Reproduce the data word for word, keeping every line complete.
-------- Given records --------
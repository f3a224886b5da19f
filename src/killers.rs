/*
 * This Source Code Form is subject to the terms of the Mozilla Public
 * License, v. 2.0. If a copy of the MPL was not distributed with this
 * file, You can obtain one at https://mozilla.org/MPL/2.0/.
 */

use crate::{tune, Move};

/// Two quiet moves per ply that recently produced a beta cutoff, slot 0 the
/// most recent.
///
/// Plies are the absolute made-move count of the board, so a shallower
/// sibling node sees killers installed by a deeper one at the same ply.
#[derive(Debug)]
pub struct KillerTable {
    slots: Vec<[Option<Move>; 2]>,
}

impl KillerTable {
    /// Forget all killer moves.
    #[inline(always)]
    pub fn clear(&mut self) {
        self.slots.iter_mut().for_each(|pair| *pair = [None, None]);
    }

    /// Install `mv` as the most recent killer at `ply`, shifting the previous
    /// occupant to slot 1. Storing the move already in slot 0 is a no-op.
    ///
    /// Callers only store quiet moves; the table itself is agnostic.
    #[inline(always)]
    pub fn store(&mut self, ply: usize, mv: Move) {
        if ply >= self.slots.len() {
            return;
        }
        let pair = &mut self.slots[ply];
        if pair[0] != Some(mv) {
            pair[1] = pair[0];
            pair[0] = Some(mv);
        }
    }

    /// The slot (0 or 1) `mv` occupies at `ply`, if any.
    #[inline(always)]
    pub fn slot_of(&self, ply: usize, mv: Move) -> Option<usize> {
        let pair = self.slots.get(ply)?;
        if pair[0] == Some(mv) {
            Some(0)
        } else if pair[1] == Some(mv) {
            Some(1)
        } else {
            None
        }
    }
}

impl Default for KillerTable {
    #[inline(always)]
    fn default() -> Self {
        Self {
            slots: vec![[None, None]; tune::max_plies!()],
        }
    }
}

#[cfg(test)]
mod tests {
    use super::*;
    use crate::Board;

    fn two_moves() -> (Move, Move) {
        let board = Board::startpos();
        (
            board.parse_move("e2e4").unwrap(),
            board.parse_move("d2d4").unwrap(),
        )
    }

    #[test]
    fn store_shifts_slots() {
        let (first, second) = two_moves();
        let mut killers = KillerTable::default();

        killers.store(5, first);
        assert_eq!(killers.slot_of(5, first), Some(0));

        killers.store(5, second);
        assert_eq!(killers.slot_of(5, second), Some(0));
        assert_eq!(killers.slot_of(5, first), Some(1));
    }

    #[test]
    fn restoring_slot_zero_does_not_duplicate() {
        let (first, second) = two_moves();
        let mut killers = KillerTable::default();

        killers.store(0, first);
        killers.store(0, second);
        killers.store(0, second);
        // The two slots never hold the same move.
        assert_eq!(killers.slot_of(0, second), Some(0));
        assert_eq!(killers.slot_of(0, first), Some(1));
    }

    #[test]
    fn plies_are_independent_and_clear_wipes() {
        let (first, _) = two_moves();
        let mut killers = KillerTable::default();

        killers.store(3, first);
        assert_eq!(killers.slot_of(3, first), Some(0));
        assert_eq!(killers.slot_of(4, first), None);

        killers.clear();
        assert_eq!(killers.slot_of(3, first), None);
    }

    #[test]
    fn out_of_range_ply_is_ignored() {
        let (first, _) = two_moves();
        let mut killers = KillerTable::default();
        killers.store(1 << 20, first);
        assert_eq!(killers.slot_of(1 << 20, first), None);
    }
}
--------
Result.
repository f3a224886b5da19f
filename src/killers.rs
/*
 * This Source Code Form is subject to the terms of the Mozilla Public
 * License, v. 2.0. If a copy of the MPL was not distributed with this
 * file, You can obtain one at https://mozilla.org/MPL/2.0/.
 */

use crate::{tune, Move};

/// Two quiet moves per ply that recently produced a beta cutoff, slot 0 the
/// most recent.
///
/// Plies are the absolute made-move count of the board, so a shallower
/// sibling node sees killers installed by a deeper one at the same ply.
#[derive(Debug)]
pub struct KillerTable {
    slots: Vec<[Option<Move>; 2]>,
}

impl KillerTable {
    /// Forget all killer moves.
    #[inline(always)]
    pub fn clear(&mut self) {
        self.slots.iter_mut().for_each(|pair| *pair = [None, None]);
    }

    /// Install `mv` as the most recent killer at `ply`, shifting the previous
    /// occupant to slot 1. Storing the move already in slot 0 is a no-op.
    ///
    /// Callers only store quiet moves; the table itself is agnostic.
    #[inline(always)]
    pub fn store(&mut self, ply: usize, mv: Move) {
        if ply >= self.slots.len() {
            return;
        }
        let pair = &mut self.slots[ply];
        if pair[0] != Some(mv) {
            pair[1] = pair[0];
            pair[0] = Some(mv);
        }
    }

    /// The slot (0 or 1) `mv` occupies at `ply`, if any.
    #[inline(always)]
    pub fn slot_of(&self, ply: usize, mv: Move) -> Option<usize> {
        let pair = self.slots.get(ply)?;
        if pair[0] == Some(mv) {
            Some(0)
        } else if pair[1] == Some(mv) {
            Some(1)
        } else {
            None
        }
    }
}

impl Default for KillerTable {
    #[inline(always)]
    fn default() -> Self {
        Self {
            slots: vec![[None, None]; tune::max_plies!()],
        }
    }
}

#[cfg(test)]
mod tests {
    use super::*;
    use crate::Board;

    fn two_moves() -> (Move, Move) {
        let board = Board::startpos();
        (
            board.parse_move("e2e4").unwrap(),
            board.parse_move("d2d4").unwrap(),
        )
    }

    #[test]
    fn store_shifts_slots() {
        let (first, second) = two_moves();
        let mut killers = KillerTable::default();

        killers.store(5, first);
        assert_eq!(killers.slot_of(5, first), Some(0));

        killers.store(5, second);
        assert_eq!(killers.slot_of(5, second), Some(0));
        assert_eq!(killers.slot_of(5, first), Some(1));
    }

    #[test]
    fn restoring_slot_zero_does_not_duplicate() {
        let (first, second) = two_moves();
        let mut killers = KillerTable::default();

        killers.store(0, first);
        killers.store(0, second);
        killers.store(0, second);
        // The two slots never hold the same move.
        assert_eq!(killers.slot_of(0, second), Some(0));
        assert_eq!(killers.slot_of(0, first), Some(1));
    }

    #[test]
    fn plies_are_independent_and_clear_wipes() {
        let (first, _) = two_moves();
        let mut killers = KillerTable::default();

        killers.store(3, first);
        assert_eq!(killers.slot_of(3, first), Some(0));
        assert_eq!(killers.slot_of(4, first), None);

        killers.clear();
        assert_eq!(killers.slot_of(3, first), None);
    }

    #[test]
    fn out_of_range_ply_is_ignored() {
        let (first, _) = two_moves();
        let mut killers = KillerTable::default();
        killers.store(1 << 20, first);
        assert_eq!(killers.slot_of(1 << 20, first), None);
    }
}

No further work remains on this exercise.